▶ WHAT TO PRODUCE:
Would you please copy each line of the data in which the string "outcome" occurs?

▶ Collected data:
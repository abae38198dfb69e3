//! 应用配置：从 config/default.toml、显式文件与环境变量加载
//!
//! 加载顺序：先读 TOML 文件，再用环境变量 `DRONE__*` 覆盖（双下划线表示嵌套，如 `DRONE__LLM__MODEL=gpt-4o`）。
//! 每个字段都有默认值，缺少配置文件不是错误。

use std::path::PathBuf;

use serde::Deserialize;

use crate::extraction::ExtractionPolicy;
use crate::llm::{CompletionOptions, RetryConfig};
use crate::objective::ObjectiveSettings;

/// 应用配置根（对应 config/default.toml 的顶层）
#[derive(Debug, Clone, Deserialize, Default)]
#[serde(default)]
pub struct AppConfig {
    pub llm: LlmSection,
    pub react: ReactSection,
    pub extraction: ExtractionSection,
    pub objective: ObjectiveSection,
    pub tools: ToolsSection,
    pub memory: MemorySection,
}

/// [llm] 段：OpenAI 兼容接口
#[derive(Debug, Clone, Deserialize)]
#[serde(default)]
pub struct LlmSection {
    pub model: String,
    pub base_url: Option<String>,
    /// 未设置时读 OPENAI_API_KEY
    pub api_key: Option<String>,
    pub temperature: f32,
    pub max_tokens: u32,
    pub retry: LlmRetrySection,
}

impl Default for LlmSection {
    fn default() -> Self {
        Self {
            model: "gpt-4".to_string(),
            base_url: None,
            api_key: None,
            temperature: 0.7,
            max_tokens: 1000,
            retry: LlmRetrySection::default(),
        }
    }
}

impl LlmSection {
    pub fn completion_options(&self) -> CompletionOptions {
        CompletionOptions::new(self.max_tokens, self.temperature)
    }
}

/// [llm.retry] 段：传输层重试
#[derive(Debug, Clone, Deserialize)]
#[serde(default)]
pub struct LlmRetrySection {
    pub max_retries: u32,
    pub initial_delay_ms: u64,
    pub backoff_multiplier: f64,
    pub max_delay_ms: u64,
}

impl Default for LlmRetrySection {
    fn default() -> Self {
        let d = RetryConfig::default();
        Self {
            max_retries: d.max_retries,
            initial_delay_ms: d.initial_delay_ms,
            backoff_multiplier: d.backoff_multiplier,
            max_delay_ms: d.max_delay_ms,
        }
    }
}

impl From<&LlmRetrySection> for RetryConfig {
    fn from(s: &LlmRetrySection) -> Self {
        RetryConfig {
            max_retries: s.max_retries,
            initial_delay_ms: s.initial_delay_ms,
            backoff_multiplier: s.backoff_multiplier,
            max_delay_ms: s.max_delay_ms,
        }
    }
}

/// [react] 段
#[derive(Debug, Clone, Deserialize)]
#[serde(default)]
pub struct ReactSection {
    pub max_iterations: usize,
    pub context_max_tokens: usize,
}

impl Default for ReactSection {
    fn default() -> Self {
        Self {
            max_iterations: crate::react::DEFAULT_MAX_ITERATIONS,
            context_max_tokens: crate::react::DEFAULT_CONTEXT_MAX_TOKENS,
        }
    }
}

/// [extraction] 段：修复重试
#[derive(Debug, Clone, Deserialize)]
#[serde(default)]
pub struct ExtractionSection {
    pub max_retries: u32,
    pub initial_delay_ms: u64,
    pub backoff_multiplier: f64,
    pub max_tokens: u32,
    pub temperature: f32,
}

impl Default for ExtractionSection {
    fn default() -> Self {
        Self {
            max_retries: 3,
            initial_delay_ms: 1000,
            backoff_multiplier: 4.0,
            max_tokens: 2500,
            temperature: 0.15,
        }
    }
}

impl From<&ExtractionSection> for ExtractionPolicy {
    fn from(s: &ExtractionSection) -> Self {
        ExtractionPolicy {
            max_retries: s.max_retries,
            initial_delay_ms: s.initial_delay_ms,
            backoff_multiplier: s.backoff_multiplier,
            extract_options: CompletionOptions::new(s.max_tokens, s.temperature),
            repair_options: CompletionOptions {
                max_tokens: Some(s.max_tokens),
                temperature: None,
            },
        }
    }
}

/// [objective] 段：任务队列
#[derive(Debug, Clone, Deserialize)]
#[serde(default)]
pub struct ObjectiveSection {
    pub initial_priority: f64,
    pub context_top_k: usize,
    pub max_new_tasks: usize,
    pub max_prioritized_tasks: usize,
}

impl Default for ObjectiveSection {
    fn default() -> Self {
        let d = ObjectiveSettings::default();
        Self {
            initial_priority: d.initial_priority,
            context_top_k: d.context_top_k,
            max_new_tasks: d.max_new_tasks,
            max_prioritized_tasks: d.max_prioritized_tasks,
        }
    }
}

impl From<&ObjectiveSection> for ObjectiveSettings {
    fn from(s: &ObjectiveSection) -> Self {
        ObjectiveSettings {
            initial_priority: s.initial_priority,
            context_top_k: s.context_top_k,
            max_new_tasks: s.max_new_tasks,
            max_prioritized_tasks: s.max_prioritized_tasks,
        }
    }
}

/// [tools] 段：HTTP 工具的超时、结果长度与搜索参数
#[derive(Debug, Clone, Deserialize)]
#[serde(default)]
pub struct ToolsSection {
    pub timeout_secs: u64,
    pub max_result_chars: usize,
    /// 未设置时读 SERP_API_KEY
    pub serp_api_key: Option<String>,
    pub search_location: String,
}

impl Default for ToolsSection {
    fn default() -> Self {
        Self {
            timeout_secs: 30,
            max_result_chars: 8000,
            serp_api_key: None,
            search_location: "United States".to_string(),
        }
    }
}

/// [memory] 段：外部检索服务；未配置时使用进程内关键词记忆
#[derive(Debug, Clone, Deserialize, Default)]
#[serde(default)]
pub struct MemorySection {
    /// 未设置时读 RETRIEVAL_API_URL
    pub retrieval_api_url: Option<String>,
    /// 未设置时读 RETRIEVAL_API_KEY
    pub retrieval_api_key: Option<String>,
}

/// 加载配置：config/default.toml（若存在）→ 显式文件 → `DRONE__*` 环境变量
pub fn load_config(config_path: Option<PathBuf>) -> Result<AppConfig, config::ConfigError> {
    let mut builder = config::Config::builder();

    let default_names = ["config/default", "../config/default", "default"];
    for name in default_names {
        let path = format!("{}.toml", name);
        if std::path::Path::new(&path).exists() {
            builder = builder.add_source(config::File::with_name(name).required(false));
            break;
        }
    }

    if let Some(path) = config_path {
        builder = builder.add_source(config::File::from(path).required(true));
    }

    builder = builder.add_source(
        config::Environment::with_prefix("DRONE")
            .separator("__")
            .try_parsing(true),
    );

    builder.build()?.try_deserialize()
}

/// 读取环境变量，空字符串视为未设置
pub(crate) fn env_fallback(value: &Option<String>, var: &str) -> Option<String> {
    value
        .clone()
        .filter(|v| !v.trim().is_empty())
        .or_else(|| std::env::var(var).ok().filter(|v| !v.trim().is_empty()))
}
==
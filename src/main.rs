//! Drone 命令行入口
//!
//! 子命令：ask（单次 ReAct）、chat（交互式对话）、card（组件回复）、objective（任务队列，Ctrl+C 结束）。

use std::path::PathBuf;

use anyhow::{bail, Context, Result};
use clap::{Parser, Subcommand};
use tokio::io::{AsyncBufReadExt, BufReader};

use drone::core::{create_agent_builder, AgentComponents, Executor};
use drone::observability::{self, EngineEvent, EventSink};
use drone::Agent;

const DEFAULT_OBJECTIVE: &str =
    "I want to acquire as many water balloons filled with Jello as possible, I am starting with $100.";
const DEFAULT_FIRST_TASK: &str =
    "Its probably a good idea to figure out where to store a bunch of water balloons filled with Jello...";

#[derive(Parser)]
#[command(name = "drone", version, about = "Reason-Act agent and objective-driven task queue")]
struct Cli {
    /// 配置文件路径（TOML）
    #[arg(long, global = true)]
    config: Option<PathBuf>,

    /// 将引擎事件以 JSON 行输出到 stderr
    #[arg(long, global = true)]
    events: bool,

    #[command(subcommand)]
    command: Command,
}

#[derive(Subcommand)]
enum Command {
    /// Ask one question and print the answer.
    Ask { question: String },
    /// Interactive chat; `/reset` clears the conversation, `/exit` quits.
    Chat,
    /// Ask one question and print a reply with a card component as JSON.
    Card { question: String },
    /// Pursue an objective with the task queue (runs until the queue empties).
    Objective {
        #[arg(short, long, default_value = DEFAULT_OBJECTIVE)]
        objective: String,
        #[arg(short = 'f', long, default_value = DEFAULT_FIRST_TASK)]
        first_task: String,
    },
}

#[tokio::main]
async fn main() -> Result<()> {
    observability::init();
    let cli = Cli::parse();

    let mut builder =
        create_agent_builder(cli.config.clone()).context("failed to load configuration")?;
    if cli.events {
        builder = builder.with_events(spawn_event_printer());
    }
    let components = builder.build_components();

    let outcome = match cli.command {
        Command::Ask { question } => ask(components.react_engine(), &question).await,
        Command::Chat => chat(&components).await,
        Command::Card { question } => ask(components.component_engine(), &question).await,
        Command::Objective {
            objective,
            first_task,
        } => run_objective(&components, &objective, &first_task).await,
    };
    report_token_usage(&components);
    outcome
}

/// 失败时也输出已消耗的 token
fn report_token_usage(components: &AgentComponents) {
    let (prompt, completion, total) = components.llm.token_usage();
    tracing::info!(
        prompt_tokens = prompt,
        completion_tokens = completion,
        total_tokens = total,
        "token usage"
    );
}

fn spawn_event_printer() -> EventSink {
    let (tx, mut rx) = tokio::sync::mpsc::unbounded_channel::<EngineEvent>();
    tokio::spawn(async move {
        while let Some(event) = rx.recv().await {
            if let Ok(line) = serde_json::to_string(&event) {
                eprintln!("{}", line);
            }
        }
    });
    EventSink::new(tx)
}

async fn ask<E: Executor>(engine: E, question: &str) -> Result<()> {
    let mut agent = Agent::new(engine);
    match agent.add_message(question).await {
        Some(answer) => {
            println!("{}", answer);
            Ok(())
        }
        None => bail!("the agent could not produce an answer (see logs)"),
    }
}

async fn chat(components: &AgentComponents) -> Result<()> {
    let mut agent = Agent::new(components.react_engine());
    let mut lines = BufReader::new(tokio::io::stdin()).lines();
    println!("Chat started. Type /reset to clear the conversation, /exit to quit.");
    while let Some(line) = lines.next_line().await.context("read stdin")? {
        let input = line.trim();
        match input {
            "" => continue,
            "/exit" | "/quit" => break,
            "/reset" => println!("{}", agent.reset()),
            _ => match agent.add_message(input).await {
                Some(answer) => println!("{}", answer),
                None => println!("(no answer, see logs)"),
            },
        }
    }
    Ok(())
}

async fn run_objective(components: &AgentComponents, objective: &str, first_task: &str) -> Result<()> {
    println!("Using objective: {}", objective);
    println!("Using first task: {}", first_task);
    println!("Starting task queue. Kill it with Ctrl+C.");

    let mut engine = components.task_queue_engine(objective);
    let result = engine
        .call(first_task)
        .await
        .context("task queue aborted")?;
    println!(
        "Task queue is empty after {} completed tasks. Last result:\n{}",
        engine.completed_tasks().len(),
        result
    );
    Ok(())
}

▶ TASK OUTPUT:
    let outcome = match cli.command {
    outcome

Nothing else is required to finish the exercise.